# Jon boat trailer



## motard1 (Nov 24, 2008)

So,I have a 1432 jon boat. Had it for a while,but I am back working on it. I have welded some problem areas,and stripped the boat. I am getting a motor soon also. I seem to have all the details worked out for the boat. Problem is the trailer. 1. It's 2' too short. Easy fix,I'll just add 2' to it. 2. It was made for another boat. This is the real problem. It is covered in a variety of rollers and brackets. I am gonna remove the rollers tomorrow,but then what? Will someone post some pics of their trailer so I have something to reference. I really need to know where to mount the bunk boards. I will take some pics tomorrowat work and post them for all to see. My boat is kinda crappy,but it's something to work on at work,so why not.


----------



## russ010 (Nov 24, 2008)

easiest way to figure out where to put your bunks is to measure from the middle of the transom to the left and right an equal distance so that the bunks are inside the ridges on the bottom of the boat. Don't do like me and try to eyeball it - I have the hardest time loading my boat because I don't have them lined up right. 
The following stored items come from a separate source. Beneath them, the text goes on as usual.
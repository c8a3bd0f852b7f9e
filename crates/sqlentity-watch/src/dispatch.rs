//! Callback dispatch seam.

/// Runs watcher callbacks.
///
/// The default dispatcher invokes callbacks on the poller thread
/// itself, which keeps ordering obvious but stalls polling for the
/// duration of the callback. Callers with their own executor hand in a
/// forwarding implementation instead.
pub trait Dispatcher: Send + Sync {
    fn dispatch(&self, job: Box<dyn FnOnce() + Send>);
}

/// Runs each job immediately on the calling thread.
#[derive(Debug, Clone, Copy, Default)]
pub struct InlineDispatcher;

impl Dispatcher for InlineDispatcher {
    fn dispatch(&self, job: Box<dyn FnOnce() + Send>) {
        job();
    }
}
//! Connection configuration.

use std::collections::HashMap;
use std::time::Duration;

/// Parameters for opening a logical connection.
///
/// The target string is driver-specific (host:port/database for network
/// backends, a label for the in-process store, a service address for a
/// remote session). Credentials travel with the config so a handle can
/// be cloned for a second session against the same account.
#[derive(Debug, Clone)]
pub struct ConnectConfig {
    /// Driver-specific target
    pub target: String,
    /// Username for authentication
    pub user: String,
    /// Password for authentication (optional for trust auth)
    pub password: Option<String>,
    /// Application name (visible in server-side session lists)
    pub application_name: Option<String>,
    /// Connection timeout
    pub connect_timeout: Duration,
    /// Id-source descriptor, resolved through the factory registry
    pub id_source: Option<String>,
    /// Additional driver parameters
    pub options: HashMap<String, String>,
}

impl Default for ConnectConfig {
    fn default() -> Self {
        Self {
            target: String::new(),
            user: String::new(),
            password: None,
            application_name: None,
            connect_timeout: Duration::from_secs(30),
            id_source: None,
            options: HashMap::new(),
        }
    }
}

impl ConnectConfig {
    /// Create a configuration for the given target and user.
    pub fn new(target: impl Into<String>, user: impl Into<String>) -> Self {
        Self {
            target: target.into(),
            user: user.into(),
            ..Default::default()
        }
    }

    /// Set the password.
    pub fn password(mut self, password: impl Into<String>) -> Self {
        self.password = Some(password.into());
        self
    }

    /// Set the application name.
    pub fn application_name(mut self, name: impl Into<String>) -> Self {
        self.application_name = Some(name.into());
        self
    }

    /// Set the connection timeout.
    pub fn connect_timeout(mut self, timeout: Duration) -> Self {
        self.connect_timeout = timeout;
        self
    }

    /// Set the id-source descriptor (e.g. `"table:identity:50"`).
    pub fn id_source(mut self, descriptor: impl Into<String>) -> Self {
        self.id_source = Some(descriptor.into());
        self
    }

    /// Set an additional driver option.
    pub fn option(mut self, key: impl Into<String>, value: impl Into<String>) -> Self {
        self.options.insert(key.into(), value.into());
        self
    }
}

#[cfg(test)]
mod tests {
    use super::*;

    #[test]
    fn test_config_builder() {
        let config = ConnectConfig::new("db.example.com:5432/app", "operator")
            .password("secret")
            .application_name("billing")
            .connect_timeout(Duration::from_secs(10))
            .id_source("table:identity:50")
            .option("timezone", "UTC");

        assert_eq!(config.target, "db.example.com:5432/app");
        assert_eq!(config.user, "operator");
        assert_eq!(config.password, Some("secret".to_string()));
        assert_eq!(config.application_name, Some("billing".to_string()));
        assert_eq!(config.connect_timeout, Duration::from_secs(10));
        assert_eq!(config.id_source, Some("table:identity:50".to_string()));
        assert_eq!(config.options.get("timezone"), Some(&"UTC".to_string()));
    }

    #[test]
    fn test_default_is_empty() {
        let config = ConnectConfig::default();
        assert!(config.target.is_empty());
        assert!(config.password.is_none());
        assert!(config.id_source.is_none());
    }
}
impl std::fmt::Debug for EntityDescriptor {
    fn fmt(&self, f: &mut std::fmt::Formatter<'_>) -> std::fmt::Result {
        f.debug_struct("EntityDescriptor")
            .field("class", &self.class)
            .field("table", &self.table)
            .field("columns", &self.columns.len())
            .field("id_slot", &self.id_slot)
            .finish_non_exhaustive()
    }
}

/// Registry of entity descriptors for one database, keyed by Rust type
/// and by persisted class name.
///
/// Shared by every logical connection of a database. Descriptors are
/// built lazily on first use and never rebuilt; a second type claiming
/// an already-registered class name is a consistency error.
pub struct EntityRegistry {
    context: Arc<Context>,
    backend: Backend,
    inner: RwLock<RegistryInner>,
}

#[derive(Default)]
struct RegistryInner {
    by_type: HashMap<TypeId, Arc<EntityDescriptor>>,
    by_class: HashMap<&'static str, Arc<EntityDescriptor>>,
}
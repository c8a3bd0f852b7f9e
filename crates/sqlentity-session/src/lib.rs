//! Logical connections and persistent entities for SQLEntity.
//!
//! This crate builds the consistency layer on top of the pool:
//!
//! - `Entity` / `Persistent` for optimistic-concurrency row mapping
//! - `LogicalConnection` with one-level named transactions and callbacks
//! - `Backing`, the seam separating local pools from remote sessions
//! - id reservation through pluggable `IdSource` implementations
//! - `count_modification` and the `modcounter` change-detection table
//! - the `modlog` journal with transaction markers and replay
//! - schema bootstrap for entity and support tables

pub mod backing;
pub mod counter;
pub mod entity;
pub mod idsource;
pub mod logical;
pub mod modlog;
pub mod ops;
pub mod schema;

#[cfg(test)]
pub(crate) mod test_support;

pub use backing::{Backing, CounterOp, EntityOp, LocalBacking, OpReply, RemoteOp, Seek};
pub use counter::{
    MASTER_NAME, SerialGapScan, count_modification, select_master_serial, select_modification,
    select_modifications,
};
pub use entity::{ColumnDef, ColumnType, Entity, EntityDescriptor, EntityRegistry, PersistState};
pub use idsource::{
    DEFAULT_DESCRIPTOR, IdSource, IdSourceFactories, IdSourceFactory, MemoryIdSource,
    TableIdSource,
};
pub use logical::LogicalConnection;
pub use modlog::{LogRecord, ModType, attach_error, replay, replay_all, select_by_tx};
pub use ops::{
    Persistent, delete_all_rows, delete_object, fetch_row, insert_values, reserve_ident,
    save_values, sync_values, update_values,
};
pub use schema::{
    IDENTITY_TABLE, counter_table_sql, create_entity_table, create_support_tables,
    create_table_sql, identity_table_sql, seed_master_row_sql,
};
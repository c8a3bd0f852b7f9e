//! Backend kinds and their dialect capabilities.
//!
//! Dialect differences are data, not subclasses: code that needs to know
//! how a backend writes a placeholder or where its row-limit clause goes
//! asks the capability table and branches on the answer.

use serde::{Deserialize, Serialize};

/// The backend family behind a driver connection.
#[derive(Debug, Clone, Copy, PartialEq, Eq, Hash, Serialize, Deserialize)]
pub enum Backend {
    Postgres,
    Mysql,
    Mssql,
    /// The in-process reference store
    Memory,
}

/// Where a backend expects its row-limit clause.
#[derive(Debug, Clone, Copy, PartialEq, Eq)]
pub enum RowLimit {
    /// `... LIMIT n` appended to the statement
    LimitSuffix,
    /// `SELECT TOP n ...` embedded after the SELECT keyword
    SelectTop,
}

impl Backend {
    /// Placeholder for the 1-based parameter `index`.
    pub fn placeholder(&self, index: usize) -> String {
        match self {
            Backend::Postgres => format!("${index}"),
            Backend::Mysql | Backend::Mssql | Backend::Memory => "?".to_string(),
        }
    }

    /// Quote an identifier for this backend.
    pub fn quote_identifier(&self, name: &str) -> String {
        match self {
            Backend::Postgres | Backend::Memory => format!("\"{}\"", name.replace('"', "\"\"")),
            Backend::Mysql => format!("`{}`", name.replace('`', "``")),
            Backend::Mssql => format!("[{}]", name.replace(']', "]]")),
        }
    }

    /// Row-limit clause placement.
    pub fn row_limit(&self) -> RowLimit {
        match self {
            Backend::Mssql => RowLimit::SelectTop,
            Backend::Postgres | Backend::Mysql | Backend::Memory => RowLimit::LimitSuffix,
        }
    }

    /// Rewrite a SELECT so it returns at most `limit` rows.
    pub fn apply_row_limit(&self, sql: &str, limit: u64) -> String {
        match self.row_limit() {
            RowLimit::LimitSuffix => format!("{sql} LIMIT {limit}"),
            RowLimit::SelectTop => {
                // Embed after the leading SELECT keyword.
                if let Some(rest) = sql.strip_prefix("SELECT ") {
                    format!("SELECT TOP {limit} {rest}")
                } else {
                    sql.to_string()
                }
            }
        }
    }

    /// Trailing clause for a locked read, if the backend uses one.
    pub fn for_update_suffix(&self) -> &'static str {
        match self {
            Backend::Postgres | Backend::Mysql | Backend::Memory => " FOR UPDATE",
            Backend::Mssql => "",
        }
    }

    /// Table hint for a locked read, if the backend uses one instead of
    /// a suffix. Placed directly after the table name.
    pub fn lock_hint(&self) -> &'static str {
        match self {
            Backend::Mssql => " WITH (UPDLOCK, ROWLOCK)",
            Backend::Postgres | Backend::Mysql | Backend::Memory => "",
        }
    }
}

#[cfg(test)]
mod tests {
    use super::*;

    #[test]
    fn placeholders() {
        assert_eq!(Backend::Postgres.placeholder(1), "$1");
        assert_eq!(Backend::Postgres.placeholder(3), "$3");
        assert_eq!(Backend::Mysql.placeholder(1), "?");
        assert_eq!(Backend::Memory.placeholder(7), "?");
    }

    #[test]
    fn identifier_quoting() {
        assert_eq!(Backend::Postgres.quote_identifier("modlog"), "\"modlog\"");
        assert_eq!(Backend::Mysql.quote_identifier("modlog"), "`modlog`");
        assert_eq!(Backend::Mssql.quote_identifier("modlog"), "[modlog]");
    }

    #[test]
    fn row_limit_placement() {
        assert_eq!(
            Backend::Postgres.apply_row_limit("SELECT id FROM t", 5),
            "SELECT id FROM t LIMIT 5"
        );
        assert_eq!(
            Backend::Mssql.apply_row_limit("SELECT id FROM t", 5),
            "SELECT TOP 5 id FROM t"
        );
    }

    #[test]
    fn locked_read_capabilities() {
        assert_eq!(Backend::Postgres.for_update_suffix(), " FOR UPDATE");
        assert_eq!(Backend::Postgres.lock_hint(), "");
        assert_eq!(Backend::Mssql.for_update_suffix(), "");
        assert_eq!(Backend::Mssql.lock_hint(), " WITH (UPDLOCK, ROWLOCK)");
    }
}
/// Typed persistence surface, implemented for every [`Entity`].
///
/// `select` and friends are inherent operations of the type; the
/// mutations take `&mut self` so id, serial and table serial track the
/// store. All of them return `false` instead of failing on optimistic
/// losses and unique violations.
pub trait Persistent: Entity + 'static {
    /// Load by id, `None` when the row does not exist.
    #[allow(clippy::result_large_err)]
    fn select(conn: &mut LogicalConnection, id: i64) -> Result<Option<Self>> {
        let desc = conn.entities().descriptor::<Self>()?;
        match fetch_row(conn, &desc, id, false)? {
            Some(row) => Ok(Some(hydrate::<Self>(&desc, &row)?)),
            None => Ok(None),
        }
    }

    /// Load by id holding a row lock until the transaction ends.
    #[allow(clippy::result_large_err)]
    fn select_locked(conn: &mut LogicalConnection, id: i64) -> Result<Option<Self>> {
        let desc = conn.entities().descriptor::<Self>()?;
        match fetch_row(conn, &desc, id, true)? {
            Some(row) => Ok(Some(hydrate::<Self>(&desc, &row)?)),
            None => Ok(None),
        }
    }

    /// Claim an identity without inserting: afterwards `id < 0` and
    /// the object is still virgin. A later insert adopts the reserved
    /// id.
    #[allow(clippy::result_large_err)]
    fn reserve_id(&mut self, conn: &mut LogicalConnection) -> Result<()> {
        let desc = conn.entities().descriptor::<Self>()?;
        reserve_ident(conn, &desc, self.state_mut())
    }

    /// Insert a virgin object. `false` means a unique violation.
    #[allow(clippy::result_large_err)]
    fn insert(&mut self, conn: &mut LogicalConnection) -> Result<bool> {
        let desc = conn.entities().descriptor::<Self>()?;
        let values = self.column_values();
        insert_values(conn, &desc, self.state_mut(), &values)
    }

    /// Update a live object. `false` means a concurrent writer changed
    /// or removed the row, or a unique violation.
    #[allow(clippy::result_large_err)]
    fn update(&mut self, conn: &mut LogicalConnection) -> Result<bool> {
        let desc = conn.entities().descriptor::<Self>()?;
        let values = self.column_values();
        update_values(conn, &desc, self.state_mut(), &values)
    }

    /// Delete a live object. The id is negated in memory, preserving
    /// identity for in-flight references; serial stays as it was.
    #[allow(clippy::result_large_err)]
    fn delete(&mut self, conn: &mut LogicalConnection) -> Result<bool> {
        let desc = conn.entities().descriptor::<Self>()?;
        delete_object(conn, &desc, self.state_mut())
    }

    /// Insert or update depending on lifecycle state: insert when
    /// virgin (id 0), insert adopting the reservation when id is
    /// negative, update otherwise.
    #[allow(clippy::result_large_err)]
    fn save(&mut self, conn: &mut LogicalConnection) -> Result<bool> {
        let desc = conn.entities().descriptor::<Self>()?;
        let values = self.column_values();
        save_values(conn, &desc, self.state_mut(), &values)
    }

    /// Write this object into a store that may or may not already hold
    /// it: update against the target's own serial, insert with the
    /// preassigned id when absent. The replication primitive.
    #[allow(clippy::result_large_err)]
    fn sync(&mut self, conn: &mut LogicalConnection) -> Result<bool> {
        let desc = conn.entities().descriptor::<Self>()?;
        let values = self.column_values();
        sync_values(conn, &desc, self.state_mut(), &values)
    }

    /// Delete every row of the table, returning how many went.
    #[allow(clippy::result_large_err)]
    fn delete_all(conn: &mut LogicalConnection) -> Result<u64> {
        let desc = conn.entities().descriptor::<Self>()?;
        delete_all_rows(conn, &desc)
    }
}

impl<T: Entity + 'static> Persistent for T {}

#[allow(clippy::result_large_err)]
fn hydrate<T: Entity>(desc: &EntityDescriptor, row: &Row) -> Result<T> {
    let mut entity = T::from_row(row)?;
    *entity.state_mut() = desc.state_from_row(row)?;
    Ok(entity)
}

/// Fetch one row by id, optionally locked.
#[allow(clippy::result_large_err)]
pub fn fetch_row(
    conn: &mut LogicalConnection,
    desc: &EntityDescriptor,
    id: i64,
    locked: bool,
) -> Result<Option<Row>> {
    if conn.is_remote() {
        let reply = conn.forward(RemoteOp::Entity(EntityOp::Select {
            class: desc.class(),
            id,
            locked,
        }))?;
        return match reply {
            OpReply::Fetched(row) => Ok(row),
            other => Err(other.unexpected("a fetched row")),
        };
    }
    let stmt = if locked {
        desc.select_locked_stmt()
    } else {
        desc.select_stmt()
    };
    let mut rows = conn.execute_query(stmt, &[Value::BigInt(id)])?;
    if rows.first() {
        Ok(Some(rows.fetch()?.clone()))
    } else {
        Ok(None)
    }
}

/// Counter hook run before the statement, inside the bracket.
#[allow(clippy::result_large_err)]
fn init_modification(
    conn: &mut LogicalConnection,
    desc: &EntityDescriptor,
    state: &mut PersistState,
) -> Result<()> {
    if desc.counts_changes() {
        let serial =
            counter::count_modification(conn, desc.table(), desc.uses_table_serial(), true)?;
        if desc.uses_table_serial() {
            state.table_serial = serial;
        }
    }
    Ok(())
}

/// Log hook run after a successful statement, still inside the
/// bracket.
#[allow(clippy::result_large_err)]
fn finish_modification(
    conn: &mut LogicalConnection,
    desc: &EntityDescriptor,
    state: &PersistState,
    log_as: ModType,
) -> Result<()> {
    if desc.logs_changes() {
        modlog::log_modification(conn, desc.class(), state.ident(), log_as)?;
    }
    Ok(())
}

fn rollback_quietly(conn: &mut LogicalConnection, started: bool) {
    if let Err(e) = conn.rollback(started) {
        tracing::warn!(error = %e, "rollback after failed operation");
    }
}

/// The shared mutation bracket: transaction, snapshot, log, commit.
#[allow(clippy::result_large_err)]
fn run_mutation(
    conn: &mut LogicalConnection,
    desc: &EntityDescriptor,
    state: &mut PersistState,
    log_as: ModType,
    op: impl FnOnce(&mut LogicalConnection, &mut PersistState) -> Result<bool>,
) -> Result<bool> {
    let started = conn.begin(desc.class())?;
    let snapshot = *state;
    match op(conn, state) {
        Ok(true) => {
            if let Err(e) = finish_modification(conn, desc, state, log_as) {
                *state = snapshot;
                rollback_quietly(conn, started);
                return Err(e);
            }
            match conn.commit(started) {
                Ok(()) => {
                    state.modified = false;
                    Ok(true)
                }
                Err(e) => {
                    // Commit already rolled itself back.
                    *state = snapshot;
                    Err(e)
                }
            }
        }
        Ok(false) => {
            *state = snapshot;
            conn.rollback(started)?;
            Ok(false)
        }
        Err(e) => {
            *state = snapshot;
            rollback_quietly(conn, started);
            Err(e)
        }
    }
}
You can check out 1236 Alumacraft MAkeover in the boat modifications forum... there are some pretty detailed trailer pics in there


----------



## bassboy1 (Nov 25, 2008)

Biggest thing I have found with jons is 2 long straight bunks, and 2 guide ons. No rollers needed, no taper in the bunks etc. Like Russ010 said, you want the bunks to be between 2 chines, preferably where at least one edge of the bunk is brushing the edge of the chine. Or, you could do like me, and make the bunk the exact width of the hull between 2 chines.


----------



## ben2go (Nov 25, 2008)

Is this a flat bottom jon,mod v,or deep v?I am thinking it's a flat bottom.There are different set ups for each of the different hulls.


----------



## motard1 (Nov 25, 2008)

Yes,it' a flat bottom.


----------



## ben2go (Nov 26, 2008)

I set up a flat bottom with the bottom bunks between the outer 2 bottom strakes.They need to support the transom up close to where the bow turns up.Transom support is important with an outboard motor,prevents a hull hook.The side bunks I run from the transom up about 3 or 4 feet.I keep them about 3 to 4 inches below the top rail and about 3 to 4 inches off the sides.Need a little wiggle room some times.A bow board would be helpful.It's a 2 foot board that catches the bow just under the nose.That's the way I set one up but there a few different ways to do it.I'd sell the rollers to recoup some money.They have a habit of leaving creases in hulls made of thin metal.


----------



## Aaron2000 (Dec 4, 2008)

If your still working on your trailer project i have a 14ft jon boat... wide body... but i bought a brand new trailer for it last spring. I can take a pick of it for you if you still need some ideas. let me know... hopefully going fishing this weekend so the trailer will be empty!! Good Luck.


----------



## Broncoman (Dec 5, 2008)

Have any updates for us? Here is a trailer my buddy and I are building for his, may help give you some ideals. 

Also were are you located maybe someone is close by and could give you some help if need be.

https://www.tinboats.net/forum/viewtopic.php?f=13&t=5810


----------